After blowing out the Boston Celtics on the road in Game 7 of the Eastern Conference Finals, Spoelstra’s Heat became the first team since the 1998-99 New York Knicks to reach the Finals as an 8-seed. They will face the Western Conference’s top-seed Denver Nuggets, with Game One tipping off Thursday night in Denver.

Spoelstra grew up in the Portland area while his father, Jon Spoelstra, worked as an executive with the Trail Blazers. Young Spo attended grade school at Raleigh Hills Elementary, middle school at Whitford, and high school at Jesuit, where he played point guard and graduated in the class of 1988.

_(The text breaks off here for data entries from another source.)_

//! Case-insensitive lookup across an ordered list of pools.
//!
//! Pools are consulted in registration order. For typing and content the
//! first pool that resolves a path answers; directory listings are the
//! union over every pool that resolves the path as a directory.

use std::collections::BTreeSet;
use std::io::Read;
use std::path::PathBuf;
use std::sync::Arc;

use gamevfs_path::{Path, PathKind, fold_case};

use crate::resource::{Content, ResourcePool, ResourceType};

/// An ordered stack of pools presented as one case-insensitive tree.
///
/// Query paths may use either separator, `.` and `..`, and any casing. A
/// leading `/` is read relative to each pool's root. Drive-qualified paths
/// and paths climbing above the root resolve to nothing.
#[derive(Default)]
pub struct VirtualFileSystem {
    pools: Vec<Arc<dyn ResourcePool>>,
}

impl std::fmt::Debug for VirtualFileSystem {
    fn fmt(&self, f: &mut std::fmt::Formatter<'_>) -> std::fmt::Result {
        f.debug_struct("VirtualFileSystem")
            .field("pools", &self.pools)
            .finish()
    }
}

impl VirtualFileSystem {
    pub fn new() -> Self {
        Self { pools: Vec::new() }
    }

    /// Register a pool after the existing ones.
    pub fn add_pool(&mut self, pool: impl ResourcePool + 'static) {
        self.add_shared_pool(Arc::new(pool));
    }

    /// Register a pool (already wrapped in Arc) after the existing ones.
    pub fn add_shared_pool(&mut self, pool: Arc<dyn ResourcePool>) {
        tracing::debug!(?pool, position = self.pools.len(), "registered pool");
        self.pools.push(pool);
    }

    /// Builder form of [`add_pool`](Self::add_pool).
    pub fn with_pool(mut self, pool: impl ResourcePool + 'static) -> Self {
        self.add_pool(pool);
        self
    }

    /// Registered pools, highest priority first.
    pub fn pools(&self) -> &[Arc<dyn ResourcePool>] {
        &self.pools
    }

    /// Find `path` in `pool`, correcting its casing to the pool's own.
    ///
    /// An exact query is tried first and returned unchanged on a hit.
    /// Otherwise the path is walked one segment at a time against the
    /// pool's listings, preferring an exact spelling over a case-folded
    /// one. Every segment but the last must be a directory.
    pub fn resolve(path: &str, pool: &dyn ResourcePool) -> Option<(Path, ResourceType)> {
        let query = Self::query(path)?;

        let exact = pool.resource_type(&query);
        if exact.exists() {
            tracing::trace!(path, "exact hit");
            return Some((query, exact));
        }

        let mut resolved: Vec<String> = Vec::new();
        let count = query.segments().len();
        for (i, segment) in query.segments().iter().enumerate() {
            let current = Path::parse(&resolved.join("/")).as_directory();
            let candidates = if i + 1 < count || query.is_directory() {
                pool.directories(&current)
            } else {
                pool.list(&current)
            };
            let Some(actual) = pick(candidates, segment) else {
                tracing::trace!(path, %segment, "no case-insensitive match");
                return None;
            };
            resolved.push(actual);
        }

        let mut corrected = Path::parse(&resolved.join("/"));
        if query.is_directory() {
            corrected = corrected.as_directory();
        }
        let kind = pool.resource_type(&corrected);
        tracing::trace!(path, corrected = %corrected, %kind, "case-corrected");
        kind.exists().then_some((corrected, kind))
    }

    /// Parse and normalize a query, or `None` if it can never resolve.
    fn query(path: &str) -> Option<Path> {
        let parsed = Path::parse(path);
        let parsed = match parsed.kind() {
            PathKind::Relative => parsed,
            PathKind::Root => parsed.to_relative(),
            PathKind::Drive => return None,
        };
        if !parsed.stays_inbound() {
            return None;
        }
        Some(parsed.normalize())
    }

    /// What `path` is in the first pool that has it.
    pub fn resource_type(&self, path: &str) -> ResourceType {
        self.pools
            .iter()
            .find_map(|pool| Self::resolve(path, pool.as_ref()))
            .map_or(ResourceType::NonExistent, |(_, kind)| kind)
    }

    /// Open a file from the first pool that resolves `path`.
    ///
    /// The search stops at that pool: if it resolves the path as a
    /// directory, or fails to open it, later pools are not consulted.
    pub fn open_file(&self, path: &str) -> Option<Content> {
        for (position, pool) in self.pools.iter().enumerate() {
            let Some((resolved, kind)) = Self::resolve(path, pool.as_ref()) else {
                continue;
            };
            if !kind.is_file() {
                return None;
            }
            let content = pool.open(&resolved);
            if content.is_none() {
                tracing::debug!(path, position, "resolved file failed to open");
            }
            return content;
        }
        None
    }

    /// Read a whole file. `None` when it is missing or unreadable.
    pub fn read_file(&self, path: &str) -> Option<Vec<u8>> {
        let mut content = self.open_file(path)?;
        let mut bytes = Vec::new();
        content.read_to_end(&mut bytes).ok()?;
        Some(bytes)
    }

    /// Lower-cased, deduplicated, sorted union of the listings of every pool
    /// that resolves `path` as a directory.
    pub fn list_directory(&self, path: &str) -> Vec<String> {
        let mut names = BTreeSet::new();
        for pool in &self.pools {
            if let Some((resolved, ResourceType::Directory)) = Self::resolve(path, pool.as_ref()) {
                names.extend(pool.list(&resolved).iter().map(|name| fold_case(name)));
            }
        }
        names.into_iter().collect()
    }

    /// Host path of the file or directory `path` resolves to in the first
    /// pool that has it, if that pool is backed by the host filesystem.
    pub fn real_path(&self, path: &str) -> Option<PathBuf> {
        let (pool, resolved) = self.pools.iter().find_map(|pool| {
            Self::resolve(path, pool.as_ref()).map(|(resolved, _)| (pool, resolved))
        })?;
        pool.real_path(&resolved)
    }
}

/// The name spelled exactly like `wanted`, else the first case-folded match.
fn pick(candidates: Vec<String>, wanted: &str) -> Option<String> {
    let folded = fold_case(wanted);
    let mut fallback = None;
    for name in candidates {
        if name == wanted {
            return Some(name);
        }
        if fallback.is_none() && fold_case(&name) == folded {
            fallback = Some(name);
        }
    }
    fallback
}

#[cfg(test)]
mod tests {
    use super::*;
    use crate::pool::InMemoryPool;

    fn vfs() -> VirtualFileSystem {
        VirtualFileSystem::new().with_pool(
            InMemoryPool::new()
                .with_file("answer.txt", "42")
                .unwrap()
                .with_file("A/B/content.txt", "1337")
                .unwrap(),
        )
    }

    #[test]
    fn test_resolve_exact_is_unchanged() {
        let pool = InMemoryPool::new().with_file("A/b.txt", "").unwrap();
        let (path, kind) = VirtualFileSystem::resolve("A/./b.txt", &pool).unwrap();
        assert_eq!(path.to_posix_string(), "A/b.txt");
        assert_eq!(kind, ResourceType::File);
    }

    #[test]
    fn test_resolve_corrects_case() {
        let pool = InMemoryPool::new().with_file("A/B/content.txt", "").unwrap();
        let (path, kind) = VirtualFileSystem::resolve("a\\b\\CONTENT.TXT", &pool).unwrap();
        assert_eq!(path.to_posix_string(), "A/B/content.txt");
        assert_eq!(kind, ResourceType::File);
    }

    #[test]
    fn test_resolve_prefers_exact_spelling() {
        let pool = InMemoryPool::new().with_file("x/Data.txt", "").unwrap();
        // The in-memory pool refuses case-folded duplicates, so check the
        // helper directly.
        assert_eq!(
            pick(vec!["DATA".into(), "data".into()], "data").as_deref(),
            Some("data")
        );
        assert_eq!(pick(vec!["DATA".into(), "Data".into()], "data").as_deref(), Some("DATA"));
        assert!(VirtualFileSystem::resolve("X/data.TXT", &pool).is_some());
    }

    #[test]
    fn test_intermediate_segments_must_be_directories() {
        let pool = InMemoryPool::new().with_file("file", "").unwrap();
        assert!(VirtualFileSystem::resolve("FILE/inner", &pool).is_none());
        assert!(VirtualFileSystem::resolve("FILE/", &pool).is_none());
        assert!(VirtualFileSystem::resolve("FILE", &pool).is_some());
    }

    #[test]
    fn test_types() {
        let vfs = vfs();
        assert_eq!(vfs.resource_type(""), ResourceType::Directory);
        assert_eq!(vfs.resource_type("a/"), ResourceType::Directory);
        assert_eq!(vfs.resource_type("a/b/content.txt"), ResourceType::File);
        assert_eq!(vfs.resource_type("/A/B"), ResourceType::Directory);
        assert_eq!(vfs.resource_type("a/nope"), ResourceType::NonExistent);
    }

    #[test]
    fn test_rejected_queries() {
        let vfs = vfs();
        assert_eq!(vfs.resource_type("c:/answer.txt"), ResourceType::NonExistent);
        assert_eq!(vfs.resource_type("a/../../answer.txt"), ResourceType::NonExistent);
        assert!(vfs.open_file("../answer.txt").is_none());
        assert!(vfs.list_directory("..").is_empty());
    }

    #[test]
    fn test_read_file() {
        let vfs = vfs();
        assert_eq!(vfs.read_file("A/B/CONTENT.TXT").unwrap(), b"1337");
        assert_eq!(vfs.read_file("./a/../answer.txt").unwrap(), b"42");
        assert!(vfs.read_file("a").is_none());
    }

    #[test]
    fn test_empty_vfs() {
        let vfs = VirtualFileSystem::new();
        assert_eq!(vfs.resource_type(""), ResourceType::NonExistent);
        assert!(vfs.list_directory("").is_empty());
        assert!(vfs.pools().is_empty());
    }

    #[test]
    fn test_real_path_of_virtual_pool_is_none() {
        assert!(vfs().real_path("answer.txt").is_none());
    }
}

From there, Spoelstra attended the University of Portland, playing four seasons on the Pilot’s men’s basketball team. He was named West Coast Conference freshman of the year in 1989, and for his career he averaged 9.2 points and 4.4 assists per game and is part of UP’s 1,000-point scorers club. He still ranks fourth in program history with 488 career assists.

“I had it in my mind that I was going to play somewhere mid-major level, and Portland ended up being the best option,” Spoelstra said in 2019 in a video piece published by the WCC. “Ended up there for four years, and it was a great experience.”

Spoelstra played two professional seasons overseas in Germany before deciding to take a chance at getting an NBA gig by accepting a video intern coordinator position in 1995 with the Miami Heat.

By ’97, he was an assistant coach. By 2008, at 37 years old, he replaced Riley as head coach. Spoelstra guided Miami to four consecutive NBA Finals appearances with LeBron James and Dwyane Wade starring from 2011-14, winning two. The Heat returned to the Finals in the Bubble in 2020, and are now back for a seventh time in franchise history, seeking a fourth NBA title (2006, 2012, 2013).

Spoelstra grew up attending Trail Blazers games, and said he wore the jersey number 30 at Jesuit and UP because of his love for former Blazers point guard Terry Porter.